Q Where do you plan to expand your audits? Can you talk about this proposal to --

SECRETARY SHALALA: Let me have June Brown get up here and talk about the audits.

MS. BROWN: Yes -- the Health Care Financing Administration regularly audits a lot of the payments that are being made, and they intend to increase the number. We go in periodically and do a different type of audit, but theirs is an ongoing part of their control mechanism.

SECRETARY SHALALA: So it will be hospitals, skilled nursing facilities, home health care -- those will be the major places where we're going to focus our audits. Wherever we have had growth in the system we want to make sure that we have very good information about what's happening.

Other questions?

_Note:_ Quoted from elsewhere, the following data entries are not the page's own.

use std::time::Duration;

use thiserror::Error;

/// Public origin of the CMS when `WORDPRESS_SITE_URL` is not set.
pub const DEFAULT_SITE_URL: &str = "https://mapleepoch.com";

/// Path of the WordPress core REST namespace below the site origin.
const REST_NAMESPACE: &str = "/wp-json/wp/v2";

#[derive(Debug, Error)]
pub enum ConfigError {
    #[error("invalid value for {name}: {message}")]
    InvalidValue { name: String, message: String },
    #[error("failed to parse {name} as integer: {source}")]
    ParseInt {
        name: String,
        #[source]
        source: std::num::ParseIntError,
    },
    #[error("failed to parse {name} as boolean: {value}")]
    ParseBool { name: String, value: String },
}

/// Application configuration loaded from environment variables.
#[derive(Debug, Clone)]
pub struct Config {
    // CMS
    pub wordpress_site_url: String,
    pub wordpress_api_url: String,
    pub cache_ttl: Duration,
    pub request_timeout: Duration,

    // Web Server
    pub web_host: String,
    pub web_port: u16,

    // Sessions
    pub session_ttl: Duration,
    pub session_cleanup_interval: Duration,
    pub secure_cookies: bool,
    pub dashboard_role: String,
}

impl Config {
    /// Load configuration from environment variables.
    ///
    /// Nothing is required: a missing CMS URL falls back to the default origin.
    ///
    /// # Errors
    ///
    /// Returns an error if a variable is set but cannot be parsed.
    pub fn from_env() -> Result<Self, ConfigError> {
        let site_url = trim_trailing_slash(&env_or_default("WORDPRESS_SITE_URL", DEFAULT_SITE_URL));
        let api_url = optional_env("WORDPRESS_API_URL")
            .map_or_else(|| format!("{site_url}{REST_NAMESPACE}"), |u| trim_trailing_slash(&u));

        Ok(Self {
            // CMS
            wordpress_site_url: site_url,
            wordpress_api_url: api_url,
            cache_ttl: Duration::from_secs(parse_env_u64("CACHE_TTL_SECS", 300)?),
            request_timeout: Duration::from_secs(parse_env_u64("REQUEST_TIMEOUT_SECS", 10)?),

            // Web Server
            web_host: env_or_default("WEB_HOST", "0.0.0.0"),
            web_port: parse_env_u16("WEB_PORT", 8080)?,

            // Sessions
            session_ttl: Duration::from_secs(parse_env_u64("SESSION_TTL_SECS", 86_400)?),
            session_cleanup_interval: Duration::from_secs(parse_env_u64(
                "SESSION_CLEANUP_INTERVAL_SECS",
                3600,
            )?),
            secure_cookies: parse_env_bool("SECURE_COOKIES", false)?,
            dashboard_role: env_or_default("DASHBOARD_ROLE", "author"),
        })
    }

    /// Configuration with defaults and no environment lookups, for tests.
    #[must_use]
    pub fn for_testing() -> Self {
        Self {
            wordpress_site_url: DEFAULT_SITE_URL.to_string(),
            wordpress_api_url: format!("{DEFAULT_SITE_URL}{REST_NAMESPACE}"),
            cache_ttl: Duration::from_secs(300),
            request_timeout: Duration::from_secs(10),
            web_host: "127.0.0.1".to_string(),
            web_port: 0,
            session_ttl: Duration::from_secs(3600),
            session_cleanup_interval: Duration::from_secs(3600),
            secure_cookies: false,
            dashboard_role: "author".to_string(),
        }
    }

    /// Point both CMS URLs at a single origin (e.g. a mock server).
    #[must_use]
    pub fn with_site_url(mut self, site_url: &str) -> Self {
        self.wordpress_site_url = trim_trailing_slash(site_url);
        self.wordpress_api_url = format!("{}{REST_NAMESPACE}", self.wordpress_site_url);
        self
    }

    /// Validate that the configuration is usable.
    ///
    /// # Errors
    ///
    /// Returns an error if the configuration is invalid.
    pub fn validate(&self) -> Result<(), ConfigError> {
        for (name, value) in [
            ("WORDPRESS_SITE_URL", &self.wordpress_site_url),
            ("WORDPRESS_API_URL", &self.wordpress_api_url),
        ] {
            if let Err(e) = url::Url::parse(value) {
                return Err(ConfigError::InvalidValue {
                    name: name.to_string(),
                    message: format!("'{value}' is not a valid URL: {e}"),
                });
            }
        }
        if self.request_timeout.is_zero() {
            return Err(ConfigError::InvalidValue {
                name: "REQUEST_TIMEOUT_SECS".to_string(),
                message: "must be at least 1".to_string(),
            });
        }
        if self.session_ttl.is_zero() {
            return Err(ConfigError::InvalidValue {
                name: "SESSION_TTL_SECS".to_string(),
                message: "must be at least 1".to_string(),
            });
        }
        if self.dashboard_role.is_empty() {
            return Err(ConfigError::InvalidValue {
                name: "DASHBOARD_ROLE".to_string(),
                message: "cannot be empty".to_string(),
            });
        }
        Ok(())
    }
}

fn trim_trailing_slash(url: &str) -> String {
    url.trim_end_matches('/').to_string()
}

fn optional_env(name: &str) -> Option<String> {
    std::env::var(name).ok().filter(|s| !s.is_empty())
}

fn env_or_default(name: &str, default: &str) -> String {
    std::env::var(name)
        .ok()
        .filter(|s| !s.is_empty())
        .unwrap_or_else(|| default.to_string())
}

fn parse_env_u64(name: &str, default: u64) -> Result<u64, ConfigError> {
    match std::env::var(name) {
        Ok(val) if !val.is_empty() => val.parse().map_err(|e| ConfigError::ParseInt {
            name: name.to_string(),
            source: e,
        }),
        _ => Ok(default),
    }
}

fn parse_env_u16(name: &str, default: u16) -> Result<u16, ConfigError> {
    match std::env::var(name) {
        Ok(val) if !val.is_empty() => val.parse().map_err(|e| ConfigError::ParseInt {
            name: name.to_string(),
            source: e,
        }),
        _ => Ok(default),
    }
}

fn parse_env_bool(name: &str, default: bool) -> Result<bool, ConfigError> {
    match std::env::var(name) {
        Ok(val) if !val.is_empty() => match val.to_lowercase().as_str() {
            "true" | "1" | "yes" | "on" => Ok(true),
            "false" | "0" | "no" | "off" => Ok(false),
            _ => Err(ConfigError::ParseBool {
                name: name.to_string(),
                value: val,
            }),
        },
        _ => Ok(default),
    }
}

#[cfg(test)]
mod tests {
    use serial_test::serial;

    use super::*;

    const VARS: &[&str] = &[
        "WORDPRESS_SITE_URL",
        "WORDPRESS_API_URL",
        "CACHE_TTL_SECS",
        "REQUEST_TIMEOUT_SECS",
        "SECURE_COOKIES",
    ];

    fn clear_vars() {
        for var in VARS {
            std::env::remove_var(var);
        }
    }

    #[test]
    #[serial]
    fn test_defaults_without_environment() {
        clear_vars();
        let config = Config::from_env().unwrap();

        assert_eq!(config.wordpress_site_url, "https://mapleepoch.com");
        assert_eq!(
            config.wordpress_api_url,
            "https://mapleepoch.com/wp-json/wp/v2"
        );
        assert_eq!(config.cache_ttl, Duration::from_secs(300));
        assert_eq!(config.request_timeout, Duration::from_secs(10));
        assert!(!config.secure_cookies);
        assert!(config.validate().is_ok());
    }

    #[test]
    #[serial]
    fn test_api_url_derived_from_site_url() {
        clear_vars();
        std::env::set_var("WORDPRESS_SITE_URL", "https://cms.example.org/");
        let config = Config::from_env().unwrap();
        clear_vars();

        assert_eq!(config.wordpress_site_url, "https://cms.example.org");
        assert_eq!(
            config.wordpress_api_url,
            "https://cms.example.org/wp-json/wp/v2"
        );
    }

    #[test]
    #[serial]
    fn test_explicit_api_url_wins() {
        clear_vars();
        std::env::set_var("WORDPRESS_API_URL", "https://api.example.org/wp/v2/");
        let config = Config::from_env().unwrap();
        clear_vars();

        assert_eq!(config.wordpress_api_url, "https://api.example.org/wp/v2");
    }

    #[test]
    #[serial]
    fn test_invalid_numbers_are_rejected() {
        clear_vars();
        std::env::set_var("CACHE_TTL_SECS", "five minutes");
        let result = Config::from_env();
        clear_vars();

        assert!(matches!(result, Err(ConfigError::ParseInt { .. })));
    }

    #[test]
    fn test_parse_bool() {
        assert!(parse_env_bool("NONEXISTENT_VAR", true).unwrap());
        assert!(!parse_env_bool("NONEXISTENT_VAR", false).unwrap());
    }

    #[test]
    fn test_validate_rejects_bad_url() {
        let mut config = Config::for_testing();
        config.wordpress_api_url = "not a url".to_string();
        assert!(config.validate().is_err());
    }

    #[test]
    fn test_with_site_url() {
        let config = Config::for_testing().with_site_url("http://127.0.0.1:9999/");
        assert_eq!(config.wordpress_site_url, "http://127.0.0.1:9999");
        assert_eq!(
            config.wordpress_api_url,
            "http://127.0.0.1:9999/wp-json/wp/v2"
        );
    }
}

If not, thank you very much.

Q How did the overpayment for the drugs -- why has that happened?

SENIOR ADMINISTRATION OFFICIAL: It's because of the rules of Medicare that don't allow us to go out and bid for the drugs that we pay for. And it's an old-fashioned system that, as I indicated, was put in place for a very specific reason. It was to attract people to the Medicare system.

Remember, Medicare has flipped. When we first came into office, everybody was complaining that we didn't pay enough and that Medicare was underpaying suppliers; doctors were threatening to leave the system. Corporations in this country then went out and negotiated deep discounts with HMOs to get better prices for everything. Medicare turned out, then, to be a much better payer. We didn't get a chance to take advantage of the kind of discounts and competitive market that was taking place out there. And we need to do that now. We are no longer the low payer in the system. We need to take advantage of the fact that the market has changed and get more business-like in our procedures.

Q Could you clarify something on point number 8 about the kickback schemes? I thought there were already civil money penalties under the kickback statute.

SECRETARY SHALALA: I think this is about tests -- do you want to talk about that, one of you?

MR. BENTIVOGLIO: There are some civil money penalties in this area, but we don't have civil enforcement authority in this area. So civil actions fall between criminal and administrative, and this is an important tool.

SECRETARY SHALALA: Thank you very much.